I dziś chcę wrócić do minionego piątku, kiedy to mieliśmy Dzień Mamy. Andrzej oczywiście wręczył swojej mamusi pierwszy bukiet kwiatów, uśmiechając się złożył jej życzenia, a nawet dał jej buzi. Ja chciałem jednak, aby ten dzień był dla mojej żony wyjątkowy. No i w związku z tym chciałem przekonać synka do tego, aby pierwszy raz powiedział MAMA.

Synku, powiedz MAMA!

Andrzej, póki co, komunikuje się z nami w ograniczony sposób. Jeśli chodzi o mowę, to doskonale potrafi powiedzieć DAJ i TO. Dodatkowo wspaniale kiwa głową, kiedy chce pokazać, że czegoś nie zrobi lub, że czegoś robić się nie powinno, no i macha nam PAPA, kiedy chce powiedzieć, że nie może już na nas patrzeć i że mamy sobie iść.

Ja jednak najbardziej dumny jestem z tego, że synek umie świadomie powiedzieć TATA. I to chyba nie powinno nikogo dziwić, bo to bardzo miłe uczucie, kiedy dziecko używa tego słówka. Żona, dobrze wie, że mocno mnie to cieszy. A ja wiem, że ona nie może doczekać się, aż synek w końcu zacznie mówić MAMA. No i ciągle chcemy mu w tym pomóc.

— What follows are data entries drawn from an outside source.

//! Defines the core data model and database queries for expense
//! transactions.

use rusqlite::{Connection, Row};
use time::OffsetDateTime;

use crate::{category::Category, error::StorageError};

// ============================================================================
// MODELS
// ============================================================================

/// Alias for the integer type used for local transaction ids.
pub type TransactionId = i64;

/// The id value of a transaction that has not been persisted yet.
///
/// The local store assigns the real id on insert.
pub const UNASSIGNED_ID: TransactionId = 0;

/// A single recorded expense.
///
/// Amounts are positive magnitudes representing an outflow. The `remote_id`
/// stays empty until the remote mirror accepts the document and the assigned
/// document id is written back into the local row.
#[derive(Debug, Clone, PartialEq)]
pub struct Transaction {
    /// The local id, assigned by the store on insert and immutable after.
    pub id: TransactionId,
    /// The remote document id, empty until a mirror insert succeeds.
    pub remote_id: String,
    /// A text description of what the expense was for.
    pub description: String,
    /// The amount of money spent.
    pub amount: f64,
    /// The category the expense belongs to.
    pub category: Category,
    /// When the expense happened. Defaults to the creation time.
    pub date: OffsetDateTime,
}

impl Transaction {
    /// Create a transaction dated now, ready to be inserted into the local
    /// store.
    pub fn new(description: &str, amount: f64, category: Category) -> Self {
        Self {
            id: UNASSIGNED_ID,
            remote_id: String::new(),
            description: description.to_owned(),
            amount,
            category,
            date: OffsetDateTime::now_utc(),
        }
    }

    /// Set the date of the transaction.
    pub fn dated(mut self, date: OffsetDateTime) -> Self {
        self.date = date;
        self
    }
}

/// Check that `amount` is a finite, strictly positive number.
///
/// Every insert path must pass this check before touching the database, not
/// just the add-expense form.
///
/// # Errors
/// Returns a [StorageError::InvalidAmount] if the amount is zero, negative,
/// NaN or infinite.
pub fn validate_amount(amount: f64) -> Result<(), StorageError> {
    if amount.is_finite() && amount > 0.0 {
        Ok(())
    } else {
        Err(StorageError::InvalidAmount(amount))
    }
}

// ============================================================================
// DATABASE FUNCTIONS
// ============================================================================

/// Insert a transaction into the database and return the stored row.
///
/// Inserting uses replace-on-conflict semantics keyed by the local id:
/// a transaction with [UNASSIGNED_ID] gets a fresh id assigned, while
/// re-inserting an existing id overwrites that row instead of erroring.
///
/// # Errors
/// This function will return a:
/// - [StorageError::InvalidAmount] if the amount is not a positive number,
/// - or [StorageError::SqlError] if there is some other SQL error.
pub fn insert_transaction(
    transaction: &Transaction,
    connection: &Connection,
) -> Result<Transaction, StorageError> {
    validate_amount(transaction.amount)?;

    let id = match transaction.id {
        UNASSIGNED_ID => None,
        id => Some(id),
    };

    let transaction = connection
        .prepare(
            "INSERT OR REPLACE INTO \"transaction\" (id, remote_id, description, amount, category, date)
             VALUES (?1, ?2, ?3, ?4, ?5, ?6)
             RETURNING id, remote_id, description, amount, category, date",
        )?
        .query_row(
            (
                id,
                &transaction.remote_id,
                &transaction.description,
                transaction.amount,
                transaction.category,
                transaction.date,
            ),
            map_transaction_row,
        )?;

    Ok(transaction)
}

/// Delete a transaction from the database by its `id`.
///
/// Deleting an id that is not in the database is a no-op.
///
/// # Errors
/// This function will return a [StorageError::SqlError] if there is an SQL
/// error.
pub fn delete_transaction(
    id: TransactionId,
    connection: &Connection,
) -> Result<usize, StorageError> {
    connection
        .execute("DELETE FROM \"transaction\" WHERE id = :id", &[(":id", &id)])
        .map_err(|error| error.into())
}

/// Delete all transactions from the database.
///
/// # Errors
/// This function will return a [StorageError::SqlError] if there is an SQL
/// error.
pub fn clear_transactions(connection: &Connection) -> Result<(), StorageError> {
    connection.execute("DELETE FROM \"transaction\"", ())?;

    Ok(())
}

/// Retrieve all transactions, newest date first.
///
/// Ties on the date are broken by descending id so the ordering is
/// deterministic: of two expenses recorded at the same instant, the one
/// inserted last comes first.
///
/// # Errors
/// This function will return a [StorageError::SqlError] if there is an SQL
/// error.
pub fn all_transactions(connection: &Connection) -> Result<Vec<Transaction>, StorageError> {
    connection
        .prepare(
            "SELECT id, remote_id, description, amount, category, date FROM \"transaction\"
             ORDER BY date DESC, id DESC",
        )?
        .query_map((), map_transaction_row)?
        .map(|row| row.map_err(StorageError::SqlError))
        .collect()
}

/// Record the remote document id on a local row after a successful mirror
/// insert.
///
/// # Errors
/// This function will return a:
/// - [StorageError::NotFound] if `id` does not refer to a stored transaction,
/// - or [StorageError::SqlError] if there is some other SQL error.
pub fn set_remote_id(
    id: TransactionId,
    remote_id: &str,
    connection: &Connection,
) -> Result<(), StorageError> {
    let rows_affected = connection.execute(
        "UPDATE \"transaction\" SET remote_id = :remote_id WHERE id = :id",
        rusqlite::named_params! {":remote_id": remote_id, ":id": id},
    )?;

    if rows_affected == 0 {
        return Err(StorageError::NotFound);
    }

    Ok(())
}

/// Create the transaction table in the database.
///
/// # Errors
/// Returns an error if the table cannot be created or if there is an SQL
/// error.
pub fn create_transaction_table(connection: &Connection) -> Result<(), rusqlite::Error> {
    connection.execute(
        "CREATE TABLE IF NOT EXISTS \"transaction\" (
                id INTEGER PRIMARY KEY AUTOINCREMENT,
                remote_id TEXT NOT NULL DEFAULT '',
                description TEXT NOT NULL,
                amount REAL NOT NULL,
                category TEXT NOT NULL,
                date TEXT NOT NULL
                )",
        (),
    )?;

    // Ensure the sequence starts at 1
    connection.execute(
        "INSERT OR IGNORE INTO sqlite_sequence (name, seq) VALUES ('transaction', 0)",
        (),
    )?;

    // Index used by the date-descending dashboard query.
    connection.execute(
        "CREATE INDEX IF NOT EXISTS idx_transaction_date ON \"transaction\"(date);",
        (),
    )?;

    Ok(())
}

/// Map a database row to a [Transaction].
pub fn map_transaction_row(row: &Row) -> Result<Transaction, rusqlite::Error> {
    let id = row.get(0)?;
    let remote_id = row.get(1)?;
    let description = row.get(2)?;
    let amount = row.get(3)?;
    let category = row.get(4)?;
    let date = row.get(5)?;

    Ok(Transaction {
        id,
        remote_id,
        description,
        amount,
        category,
        date,
    })
}

// ============================================================================
// TESTS
// ============================================================================

#[cfg(test)]
mod database_tests {
    use rusqlite::Connection;
    use time::macros::datetime;

    use crate::{
        category::Category,
        db::initialize,
        error::StorageError,
        transaction::{
            Transaction, all_transactions, delete_transaction, insert_transaction, set_remote_id,
        },
    };

    fn get_test_connection() -> Connection {
        let conn = Connection::open_in_memory().unwrap();
        initialize(&conn).unwrap();
        conn
    }

    #[test]
    fn insert_assigns_sequential_ids() {
        let conn = get_test_connection();

        let first = insert_transaction(&Transaction::new("Coffee", 5.75, Category::Food), &conn)
            .expect("Could not insert transaction");
        let second = insert_transaction(&Transaction::new("Bus fare", 3.5, Category::Transport), &conn)
            .expect("Could not insert transaction");

        assert_eq!(first.id, 1);
        assert_eq!(second.id, 2);
    }

    #[test]
    fn insert_rejects_non_positive_amounts() {
        let conn = get_test_connection();

        for amount in [0.0, -12.3, f64::NAN, f64::INFINITY] {
            let result =
                insert_transaction(&Transaction::new("bad", amount, Category::Other), &conn);

            assert!(
                matches!(result, Err(StorageError::InvalidAmount(_))),
                "want InvalidAmount for {amount}, got {result:?}"
            );
        }
    }

    #[test]
    fn insert_replaces_row_with_same_id() {
        let conn = get_test_connection();
        let stored = insert_transaction(&Transaction::new("Coffee", 5.75, Category::Food), &conn)
            .expect("Could not insert transaction");

        let mut replacement = stored.clone();
        replacement.description = "Flat white".to_owned();
        replacement.amount = 6.5;
        let replaced = insert_transaction(&replacement, &conn).unwrap();

        assert_eq!(replaced.id, stored.id);

        let all = all_transactions(&conn).unwrap();
        assert_eq!(all.len(), 1, "want 1 transaction, got {}", all.len());
        assert_eq!(all[0].description, "Flat white");
        assert_eq!(all[0].amount, 6.5);
    }

    #[test]
    fn all_orders_by_date_descending_then_id() {
        let conn = get_test_connection();
        let oldest = datetime!(2026-01-01 09:00 UTC);
        let newest = datetime!(2026-03-15 18:30 UTC);

        let middle_a = insert_transaction(
            &Transaction::new("Groceries", 80.0, Category::Food).dated(datetime!(2026-02-01 12:00 UTC)),
            &conn,
        )
        .unwrap();
        let old = insert_transaction(
            &Transaction::new("Socks", 9.99, Category::Shopping).dated(oldest),
            &conn,
        )
        .unwrap();
        let middle_b = insert_transaction(
            &Transaction::new("Takeaway", 24.0, Category::Food).dated(datetime!(2026-02-01 12:00 UTC)),
            &conn,
        )
        .unwrap();
        let new = insert_transaction(
            &Transaction::new("Cinema", 18.0, Category::Entertainment).dated(newest),
            &conn,
        )
        .unwrap();

        let got = all_transactions(&conn).unwrap();

        // Equal dates fall back to descending id, so middle_b beats middle_a.
        let want = vec![new, middle_b, middle_a, old];
        assert_eq!(got, want, "got transactions {got:?}, want {want:?}");
    }

    #[test]
    fn delete_missing_transaction_is_noop() {
        let conn = get_test_connection();
        insert_transaction(&Transaction::new("Coffee", 5.75, Category::Food), &conn).unwrap();

        let rows_affected = delete_transaction(999, &conn).expect("delete should not error");

        assert_eq!(rows_affected, 0);
        assert_eq!(all_transactions(&conn).unwrap().len(), 1);
    }

    #[test]
    fn set_remote_id_updates_row() {
        let conn = get_test_connection();
        let stored =
            insert_transaction(&Transaction::new("Coffee", 5.75, Category::Food), &conn).unwrap();
        assert_eq!(stored.remote_id, "");

        set_remote_id(stored.id, "a1b2c3", &conn).expect("Could not set remote id");

        let all = all_transactions(&conn).unwrap();
        assert_eq!(all[0].remote_id, "a1b2c3");
    }

    #[test]
    fn set_remote_id_fails_on_missing_row() {
        let conn = get_test_connection();

        let result = set_remote_id(42, "a1b2c3", &conn);

        assert_eq!(result, Err(StorageError::NotFound));
    }
}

Ćwiczymy, sylabizujemy, powtarzamy. No i nasze starania albo zostają przemilczane, albo dochodzi do dialogu, który wygląda mniej więcej tak:

– synku, powiedz MAMA…. MA MA… MAAAAA MAAAA

– (synek milczy, uśmiecha się)

– no powiedz: MA MA

– (po chwili namysłu) TATA (i uśmiech)

😀 Złośliwa bestia… po mamie ;-).

Podejrzewam, że taka sytuacja powtarza się u wielu czytelników, u Ciebie pewnie też. Ciekaw jestem kiedy Twoje dzieci zaczęły wypowiadać pierwsze słowa. U Andrzeja póki co szału nie ma, zwłaszcza gdy przypomnę sobie siostrzeńca, który mając roczek, to potrafił już powiedzieć kilka słów składających się na sensowne zdania. Ale wiadomo, nie ma się tutaj czym przejmować, wszystko przyjdzie z czasem, a każde dziecko rozwija się inaczej.

Oby tylko u Andrzejka jak najszybciej przyszła ta MAMA, bo pomoże to mojej żonie w dzielniejszym znoszeniu: nocnych pobudek, popołudniowych wrzasków i wieczornych grymasów.